A notícia de que a fosfoetanolamina sintética, a “pílula o câncer”, como ficou conhecida nacionalmente, passaria a ser testada em humanos, reacendeu a esperança de milhares de pessoas que sofrem com a doença e seus familiares. Apesar disso, para outras pessoas, que já perderam pessoas queridas por conta da doença resta se lamentar por não ter tido a mesma oportunidade ou então se alegrar pelas vitórias dos amigos que conseguiram.
O jornalista Hugo Leonardo é uma dessas pessoas. Ele passou por duas experiências bastante dolorosas com duas pessoas diferentes em sua família. A primeira delas com uma de suas irmãs, que teve câncer na garganta quando tinha 22 anos. “Hoje, aos 37, já está curada”.
A segunda ainda está recente e difícil de cicatrizar. Ele ainda se emociona muito ao lembrar de tudo que passou com sua mãe, Vera Rita dos Santos Pereira que faleceu aos 59 anos há sete meses; um ano e meio depois de descobrir um câncer no reto.
Meses antes de falecer, no final do ano passado, a discussão pela liberação ou não da substância estava quente e acirrada. Muitos familiares de pessoas doentes se mobilizaram naquela época para tentar conseguir, de qualquer forma, o medicamento.
Foi neste mesmo período que chegou até as mãos de Hugo Leonardo a informação de que a substância fazia parte de um composto vendido livremente nos Estados Unidos para o tratamento de osteoporose.
Ele começou então uma mobilização através das redes sociais em busca de alguém que pudesse lhe fornecer o medicamento. “A tese defendida no Brasil era a de que a substância poderia fazer mal à saúde e precisava ser testada. Por que não utilizaram estudos sérios para isso? Ora, se é vendido como se fosse uma ‘vitamina’ nos Estados Unidos, não pode fazer mal.
Eu sabia que o câncer da minha mãe era incurável e que não havia perspectiva de cura com medicamentos já estudados. Mas eu queria ter esperança de pelo menos tentar uma coisa nova e no Brasil não consegui ao menos o direito de ter esperança”, diz.
A esperança para o jornalista veio através da ação de pessoas que estavam no exterior e começaram a se mobilizar para o envio de capsulas, e outros no Brasil que passaram a pesquisar a presença de da fosfoetanolamina sintética em complexos vitamínicos importados. “Não á como agradecer as pessoas que acolheram meus pedidos e a quem acabou me enviando a substância da maneira que podiam.
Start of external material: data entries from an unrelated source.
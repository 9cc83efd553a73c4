//! User entity model.

use chrono::{DateTime, Utc};
use serde::{Deserialize, Serialize};
use sqlx::FromRow;

/// A registered user.
///
/// The password hash is a self-describing Argon2id PHC string; the plaintext
/// password never reaches the database.
#[derive(Debug, Clone, Serialize, Deserialize, FromRow)]
pub struct User {
    /// Unique user identifier.
    pub id: i64,
    /// Unique login name.
    pub username: String,
    /// Argon2id password hash.
    #[serde(skip_serializing)]
    pub password_hash: String,
    /// When the user registered.
    pub created_at: DateTime<Utc>,
}

/// Data required to create a new user.
#[derive(Debug, Clone, Serialize, Deserialize)]
pub struct CreateUser {
    /// Desired username.
    pub username: String,
    /// Pre-hashed password.
    pub password_hash: String,
}
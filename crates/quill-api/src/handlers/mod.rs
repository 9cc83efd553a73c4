//! HTTP handlers, organized by domain.

pub mod auth;
pub mod health;
pub mod post;
//! Post repository implementation.
//!
//! Mutations run inside a caller-owned transaction: the ownership row is
//! fetched with `FOR UPDATE` so ownership cannot change between the guard
//! decision and the mutation.

use sqlx::{PgPool, Postgres, Transaction};

use quill_core::error::{AppError, ErrorKind};
use quill_core::result::AppResult;
use quill_entity::post::{CreatePost, Post, PostOwnership, PostWithAuthor, UpdatePost};

/// Repository for post CRUD and ownership queries.
#[derive(Debug, Clone)]
pub struct PostRepository {
    pool: PgPool,
}

impl PostRepository {
    /// Create a new post repository.
    pub fn new(pool: PgPool) -> Self {
        Self { pool }
    }

    /// Begin a transaction for a guarded mutation.
    pub async fn begin(&self) -> AppResult<Transaction<'static, Postgres>> {
        self.pool.begin().await.map_err(|e| {
            AppError::with_source(ErrorKind::Database, "Failed to begin transaction", e)
        })
    }

    /// Find a post joined with its author's username.
    pub async fn find_with_author(&self, id: i64) -> AppResult<Option<PostWithAuthor>> {
        sqlx::query_as::<_, PostWithAuthor>(
            "SELECT posts.id, posts.title, posts.body, posts.author_id, \
                    users.username AS author_username, posts.created_at \
             FROM posts INNER JOIN users ON posts.author_id = users.id \
             WHERE posts.id = $1",
        )
        .bind(id)
        .fetch_optional(&self.pool)
        .await
        .map_err(|e| AppError::with_source(ErrorKind::Database, "Failed to find post", e))
    }

    /// List a user's posts, newest first.
    pub async fn list_by_author(&self, author_id: i64) -> AppResult<Vec<Post>> {
        sqlx::query_as::<_, Post>(
            "SELECT * FROM posts WHERE author_id = $1 ORDER BY created_at DESC, id DESC",
        )
        .bind(author_id)
        .fetch_all(&self.pool)
        .await
        .map_err(|e| AppError::with_source(ErrorKind::Database, "Failed to list posts", e))
    }

    /// Create a new post.
    pub async fn create(&self, data: &CreatePost) -> AppResult<Post> {
        sqlx::query_as::<_, Post>(
            "INSERT INTO posts (title, body, author_id) VALUES ($1, $2, $3) RETURNING *",
        )
        .bind(&data.title)
        .bind(&data.body)
        .bind(data.author_id)
        .fetch_one(&self.pool)
        .await
        .map_err(|e| AppError::with_source(ErrorKind::Database, "Failed to create post", e))
    }

    /// Fetch a post's ownership projection inside a transaction, locking the
    /// row until the transaction ends.
    pub async fn ownership_for_update(
        tx: &mut Transaction<'_, Postgres>,
        id: i64,
    ) -> AppResult<Option<PostOwnership>> {
        sqlx::query_as::<_, PostOwnership>(
            "SELECT id, author_id FROM posts WHERE id = $1 FOR UPDATE",
        )
        .bind(id)
        .fetch_optional(&mut **tx)
        .await
        .map_err(|e| AppError::with_source(ErrorKind::Database, "Failed to lock post", e))
    }

    /// Update a post's title and body within the caller's transaction.
    pub async fn update_in_tx(
        tx: &mut Transaction<'_, Postgres>,
        id: i64,
        data: &UpdatePost,
    ) -> AppResult<Post> {
        sqlx::query_as::<_, Post>(
            "UPDATE posts SET title = $2, body = $3 WHERE id = $1 RETURNING *",
        )
        .bind(id)
        .bind(&data.title)
        .bind(&data.body)
        .fetch_one(&mut **tx)
        .await
        .map_err(|e| AppError::with_source(ErrorKind::Database, "Failed to update post", e))
    }

    /// Delete a post within the caller's transaction.
    pub async fn delete_in_tx(tx: &mut Transaction<'_, Postgres>, id: i64) -> AppResult<()> {
        sqlx::query("DELETE FROM posts WHERE id = $1")
            .bind(id)
            .execute(&mut **tx)
            .await
            .map_err(|e| AppError::with_source(ErrorKind::Database, "Failed to delete post", e))?;
        Ok(())
    }
}
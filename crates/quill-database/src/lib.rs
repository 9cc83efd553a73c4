//! # quill-database
//!
//! PostgreSQL connection management and concrete repository implementations
//! for Quill entities.

pub mod connection;
pub mod migration;
pub mod repositories;
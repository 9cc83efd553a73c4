//! Credential hashing and verification.

pub mod hasher;

pub use hasher::PasswordHasher;
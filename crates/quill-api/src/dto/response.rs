//! Response DTOs.

use chrono::{DateTime, Utc};
use serde::{Deserialize, Serialize};

use quill_entity::post::{Post, PostWithAuthor};
use quill_entity::user::User;

/// Standard success response wrapper.
#[derive(Debug, Clone, Serialize, Deserialize)]
pub struct ApiResponse<T: Serialize> {
    /// Whether the request was successful.
    pub success: bool,
    /// Response data.
    pub data: T,
}

impl<T: Serialize> ApiResponse<T> {
    /// Creates a successful response.
    pub fn ok(data: T) -> Self {
        Self {
            success: true,
            data,
        }
    }
}

/// User summary for responses. Never carries the password hash.
#[derive(Debug, Clone, Serialize, Deserialize)]
pub struct UserResponse {
    /// User ID.
    pub id: i64,
    /// Username.
    pub username: String,
    /// When the user registered.
    pub created_at: DateTime<Utc>,
}

impl From<User> for UserResponse {
    fn from(user: User) -> Self {
        Self {
            id: user.id,
            username: user.username,
            created_at: user.created_at,
        }
    }
}

/// Register/login response. The session token itself travels only in the
/// cookie; the body reports who is now logged in and until when.
#[derive(Debug, Clone, Serialize, Deserialize)]
pub struct AuthResponse {
    /// The authenticated user.
    pub user: UserResponse,
    /// Session expiry.
    pub session_expires_at: DateTime<Utc>,
}

/// Post summary for list and mutation responses.
#[derive(Debug, Clone, Serialize, Deserialize)]
pub struct PostResponse {
    /// Post ID.
    pub id: i64,
    /// Title.
    pub title: String,
    /// Body.
    pub body: String,
    /// Owning user's id.
    pub author_id: i64,
    /// Creation time.
    pub created_at: DateTime<Utc>,
}

impl From<Post> for PostResponse {
    fn from(post: Post) -> Self {
        Self {
            id: post.id,
            title: post.title,
            body: post.body,
            author_id: post.author_id,
            created_at: post.created_at,
        }
    }
}

/// Single-post view, including the author's username and whether the
/// viewer owns it.
#[derive(Debug, Clone, Serialize, Deserialize)]
pub struct PostViewResponse {
    /// Post ID.
    pub id: i64,
    /// Title.
    pub title: String,
    /// Body.
    pub body: String,
    /// Owning user's id.
    pub author_id: i64,
    /// Owning user's username.
    pub author_username: String,
    /// Creation time.
    pub created_at: DateTime<Utc>,
    /// Whether the viewer owns this post.
    pub is_owner: bool,
}

impl PostViewResponse {
    /// Builds a view response from the joined post and the viewer's
    /// ownership flag.
    pub fn new(post: PostWithAuthor, is_owner: bool) -> Self {
        Self {
            id: post.id,
            title: post.title,
            body: post.body,
            author_id: post.author_id,
            author_username: post.author_username,
            created_at: post.created_at,
            is_owner,
        }
    }
}

/// Simple message response.
#[derive(Debug, Clone, Serialize, Deserialize)]
pub struct MessageResponse {
    /// Message.
    pub message: String,
}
Infelizmente elas chegaram tarde para a minha mãe”, lembra.
A mãe do jornalista faleceu no dia 27 de dezembro. No dia seguinte seu filho mais novo nasceu. Visivelmente emocionado, ele revela que foi difícil dar os primeiros passos para ver o filho. “Entrei no hospital e fui direto ao quarto dela. Foi como Deus tivesse segurado meu coração fortemente por duas vezes e depois soltado para que voltasse a bater”, narra.
As primeiras cápsulas do medicamento chegaram até ele alguns dias depois que sua mãe já tinha falecido. Agora ele as encaminhou para um outro filho que o contatou via Facebook pedindo a mesma esperança para o tratamento de sua mãe no Mato Grosso. “Eu tive esperança até o final. Era só isso que queria por isso não neguei esperança a quem buscava”, disse.
Hugo lembra de todos os passos que percorreu antes do falecimento e de como uma doença pode mexer tanto com uma família inteira. “Em algumas ocasiões chegamos a leva-la três vezes na mesma semana para Jales, onde fazia o tratamento. O câncer é uma doença que abala emocionalmente todos aqueles que amam a pessoa que está doente”.
O jornalista lamenta pelo fato do Brasil, que tem potencial de pesquisa para descobrir muita coisa, ainda seja “travado”, seja pela indústria ou pelas leis. “Acredito que a cura esteja a caminho. Agora a esperança está nas mãos de outras pessoas. Espero, de coração que eles tenham mais sorte que eu”, finalizou.